Ayika widened her eyes in disbelief and gestured down at her waist sash which she now saw was the wrong way out. "But I've just got on my servers uniform! How am I supposed to keep it from being mussed if I'm crawling around the place with polish?" There was a touch of panic in her voice. The penalties for stained uniforms were quite steep, supposedly to 'discourage sloppiness'.
Mrs Jiangsu's watery, malevolent squint turned back and Ayika involuntarily swallowed as though trying to recapture those escaped sentences. Mrs Jiangsu bore what on her passed for a smile. "I fail, girl, to see how that is my concern. Out with you now!"
There were scattered titters from across the scullery as Ayika gathered up the supplies and rushed out into the main halls. In the back of her mind, she brooded that her presence at least seemed to be a unifying force for the rest of the native blood servants. That gave her something to dwell on as found herself laboring with rolled up sleeves over screens and banisters and pillars in the impossible task of disguising decades of schoolhouse wear with a clean shine.
The building that the Legacy School for Young Ladies occupied had once been the elegantly apportioned city house of some wealthy trader or minor government functionary but it had seen many years and several owners since that period. The slow decline of this neighborhood had been mirrored in the slow increase of well disguised chips and scrapes in the woodwork as money for replacements had evaporated. So the descent had gone on until the property fell within the budget of an ambitious but unsuccessful university graduate; a man who had hoped that a school for young ladies of means but no name would salve the disappointment of his failure to secure a government appointment. The man himself, Headmaster Gang, could always be seen sneaking around his school stealing panicked glances towards every corner, as though any unobserved section would immediately descend into ruin.
It was Mister Gang's flights of ambitious fancy that saved Ayika now. The headmaster, on one of his consistently unsurprising surprise inspections, decided it would be unbecoming for the the sole employee 'of noticeable ethnicity' to be the only visible laborer. It was this same desire for cosmopolitan credentials that had allowed a well-spoken, when she wished to be, girl of the Water Tribe to achieve employment here to begin with. Ayika had secured her post with an interview and had also managed to secure the immediate ire of all those other working city-girls who had schemed long and hard for such a cushy job.
Ayika took the headmaster's reassignment gladly and began manning the tea station on by the classrooms on the second floor. After the initial flurry of adjusting window screens to let in air but block any breeze that might ruffle papers and placing an extra desk for a new student, her job was to demurely welcome the students and insure a steady supply of full tea cups. Since the older girls had by that point in their education realized that leaving for the lavatory during a teacher's lecture was strongly frowned on, this was very light work. This allowed Ayika to just linger in a corner with her perfunctory teapot as she listened to the lectures themselves.
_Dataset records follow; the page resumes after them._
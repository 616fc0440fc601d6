//! Scene lights
//!
//! A [`LightSource`] only carries the photometric part of a light. Where the
//! light sits and where it points come from the entity transform handed to
//! `SceneRenderer::render_light_source`.

use serde::{Deserialize, Serialize};

use crate::config::RendererConfig;
use crate::foundation::math::{Mat4, Vec3, Vec4};

/// Light types
#[derive(Debug, Clone, Copy, PartialEq, Eq, Hash, Serialize, Deserialize, Default)]
pub enum LightKind {
    /// Directional light (like sunlight)
    Directional,
    /// Point light (like a lightbulb)
    #[default]
    Point,
    /// Spot light (like a flashlight)
    Spot,
}

impl LightKind {
    /// Uniform array holding lights of this kind
    pub fn array_name(self) -> &'static str {
        match self {
            LightKind::Directional => "u_DirectionalLights",
            LightKind::Point => "u_PointLights",
            LightKind::Spot => "u_SpotLights",
        }
    }

    /// Uniform holding the number of bound lights of this kind
    pub fn count_name(self) -> &'static str {
        match self {
            LightKind::Directional => "u_DirectionalLightCount",
            LightKind::Point => "u_PointLightCount",
            LightKind::Spot => "u_SpotLightCount",
        }
    }

    /// All kinds in binding order
    pub const ALL: [LightKind; 3] = [LightKind::Directional, LightKind::Point, LightKind::Spot];
}

/// Light source component data
#[derive(Debug, Clone, PartialEq, Serialize, Deserialize)]
pub struct LightSource {
    /// Light type
    pub kind: LightKind,
    /// Linear RGB color
    pub color: Vec3,
    /// Light intensity
    pub intensity: f32,
    /// Light range (for point/spot lights)
    pub range: f32,
    /// Inner cone angle for spot lights (in radians)
    pub inner_cone_angle: f32,
    /// Outer cone angle for spot lights (in radians)
    pub outer_cone_angle: f32,
    /// Renders into the shadow map (directional lights only)
    pub cast_shadows: bool,
}

impl Default for LightSource {
    fn default() -> Self {
        Self::point(Vec3::new(1.0, 1.0, 1.0), 1.0, 10.0)
    }
}

impl LightSource {
    /// Create a directional light
    pub fn directional(color: Vec3, intensity: f32) -> Self {
        Self {
            kind: LightKind::Directional,
            color,
            intensity,
            range: 0.0,
            inner_cone_angle: 0.0,
            outer_cone_angle: 0.0,
            cast_shadows: false,
        }
    }

    /// Create a point light
    pub fn point(color: Vec3, intensity: f32, range: f32) -> Self {
        Self {
            kind: LightKind::Point,
            color,
            intensity,
            range,
            inner_cone_angle: 0.0,
            outer_cone_angle: 0.0,
            cast_shadows: false,
        }
    }

    /// Create a spot light
    pub fn spot(color: Vec3, intensity: f32, range: f32, inner_cone_angle: f32, outer_cone_angle: f32) -> Self {
        Self {
            kind: LightKind::Spot,
            color,
            intensity,
            range,
            inner_cone_angle,
            outer_cone_angle: outer_cone_angle.max(inner_cone_angle),
            cast_shadows: false,
        }
    }

    /// Mark the light as shadow casting
    pub fn with_shadows(mut self, cast_shadows: bool) -> Self {
        self.cast_shadows = cast_shadows;
        self
    }
}

/// Direction a transform points along, its local -Z axis
pub fn light_direction(transform: &Mat4) -> Vec3 {
    let forward = transform * Vec4::new(0.0, 0.0, -1.0, 0.0);
    forward.xyz().try_normalize(f32::EPSILON).unwrap_or_else(|| Vec3::new(0.0, 0.0, -1.0))
}

/// Per-scene light counters
///
/// Each kind gets slots `0..cap`; lights past the cap are dropped.
#[derive(Debug, Clone, Copy, PartialEq, Eq)]
pub struct SceneLightDescription {
    directional: u32,
    point: u32,
    spot: u32,
    max_directional: u32,
    max_point: u32,
    max_spot: u32,
}

impl SceneLightDescription {
    /// Counters with the caps from `config`
    pub fn new(config: &RendererConfig) -> Self {
        Self::with_caps(
            config.max_directional_lights,
            config.max_point_lights,
            config.max_spot_lights,
        )
    }

    /// Counters with explicit caps
    pub fn with_caps(max_directional: u32, max_point: u32, max_spot: u32) -> Self {
        Self {
            directional: 0,
            point: 0,
            spot: 0,
            max_directional,
            max_point,
            max_spot,
        }
    }

    /// Zero every counter
    pub fn reset(&mut self) {
        self.directional = 0;
        self.point = 0;
        self.spot = 0;
    }

    /// Take the next slot for `kind`, or `None` at the cap
    pub fn try_claim(&mut self, kind: LightKind) -> Option<u32> {
        let (count, max) = match kind {
            LightKind::Directional => (&mut self.directional, self.max_directional),
            LightKind::Point => (&mut self.point, self.max_point),
            LightKind::Spot => (&mut self.spot, self.max_spot),
        };
        if *count >= max {
            return None;
        }
        let slot = *count;
        *count += 1;
        Some(slot)
    }

    /// Lights of `kind` bound so far
    pub fn count(&self, kind: LightKind) -> u32 {
        match kind {
            LightKind::Directional => self.directional,
            LightKind::Point => self.point,
            LightKind::Spot => self.spot,
        }
    }

    /// Cap for `kind`
    pub fn max(&self, kind: LightKind) -> u32 {
        match kind {
            LightKind::Directional => self.max_directional,
            LightKind::Point => self.max_point,
            LightKind::Spot => self.max_spot,
        }
    }
}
Most of her fellow workers considered the school to be a great job because Mister Gang's pursuit of an aristocratic appearance had left the building rather overstaffed, giving the servants plenty of free time for gossip in the back rooms. They saw Ayika's refusal to join in these conclaves as stubbornness, or some sort of primitive superstition. However, Ayika loved simply being near the classrooms.
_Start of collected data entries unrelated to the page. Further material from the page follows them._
//! GPU resource wrappers
//!
//! Each wrapper owns one backend handle and releases it on drop.

pub mod buffer;
pub mod framebuffer;
pub mod layout;
pub mod shader;
pub mod texture;

pub use buffer::{IndexBuffer, VertexArray, VertexBuffer};
pub use framebuffer::{Framebuffer, FramebufferSpecification};
pub use layout::{BufferElement, BufferLayout, ShaderDataType};
pub use shader::{Shader, ShaderLibrary};
pub use texture::Texture2D;
//! Texture slot table
//!
//! Maps the textures used by the current batch to sampler slots. Once a
//! texture has a slot it keeps it until the table is reset at the next batch.

use std::rc::Rc;

use super::batch::{BatchError, BatchResult};
use crate::render::resources::Texture2D;
use crate::render::RenderResult;

/// Sampler slots available to one batch
pub const MAX_TEXTURE_SLOTS: usize = 32;

/// Slot assignment for one batch
#[derive(Debug)]
pub struct TextureSlotTable {
    slots: Vec<Rc<Texture2D>>,
    reserved: Option<Rc<Texture2D>>,
}

impl TextureSlotTable {
    /// Table whose slot 0 is permanently held by `reserved`
    pub fn with_reserved(reserved: Rc<Texture2D>) -> Self {
        let mut table = Self {
            slots: Vec::with_capacity(MAX_TEXTURE_SLOTS),
            reserved: Some(reserved),
        };
        table.reset();
        table
    }

    /// Table with every slot free
    pub fn new() -> Self {
        Self {
            slots: Vec::with_capacity(MAX_TEXTURE_SLOTS),
            reserved: None,
        }
    }

    /// Slot already holding `texture`, compared by GPU identity
    pub fn find(&self, texture: &Texture2D) -> Option<u32> {
        self.slots
            .iter()
            .position(|slot| **slot == *texture)
            .map(|index| index as u32)
    }

    /// Put `texture` in the next free slot
    pub fn assign(&mut self, texture: Rc<Texture2D>) -> BatchResult<u32> {
        if self.is_full() {
            return Err(BatchError::SlotsExhausted {
                max: MAX_TEXTURE_SLOTS,
            });
        }
        self.slots.push(texture);
        Ok(self.slots.len() as u32 - 1)
    }

    /// Whether no free slot is left
    pub fn is_full(&self) -> bool {
        self.slots.len() >= MAX_TEXTURE_SLOTS
    }

    /// Free every slot except the reserved one
    pub fn reset(&mut self) {
        self.slots.clear();
        if let Some(reserved) = &self.reserved {
            self.slots.push(Rc::clone(reserved));
        }
    }

    /// Index the next assigned texture will get
    pub fn next_index(&self) -> u32 {
        self.slots.len() as u32
    }

    /// Number of textures assigned by this batch, excluding the reserved slot
    pub fn assigned_count(&self) -> usize {
        self.slots.len() - usize::from(self.reserved.is_some())
    }

    /// Bind every occupied slot
    pub fn bind_all(&self) -> RenderResult<()> {
        for (slot, texture) in self.slots.iter().enumerate() {
            texture.bind(slot as u32)?;
        }
        Ok(())
    }

    /// Texture in `slot`
    pub fn get(&self, slot: u32) -> Option<&Rc<Texture2D>> {
        self.slots.get(slot as usize)
    }
}

impl Default for TextureSlotTable {
    fn default() -> Self {
        Self::new()
    }
}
Back in the Bed, she'd attended her back-alley schoolmaster longer than most of the children who'd bothered at all. She'd only ceased begging coppers off her mother when at nine she could no longer spare the time with her hours in the maid-service; by the time she returned from work the ragged writing-master was inevitably sunk deep in his bottle. As a consequence, Ayika could read better than anyone on her street though her brushwork had never advanced beyond a scrawl of smudged characters. However, here at the school she had discovered something beyond mere technical skills; she had found education.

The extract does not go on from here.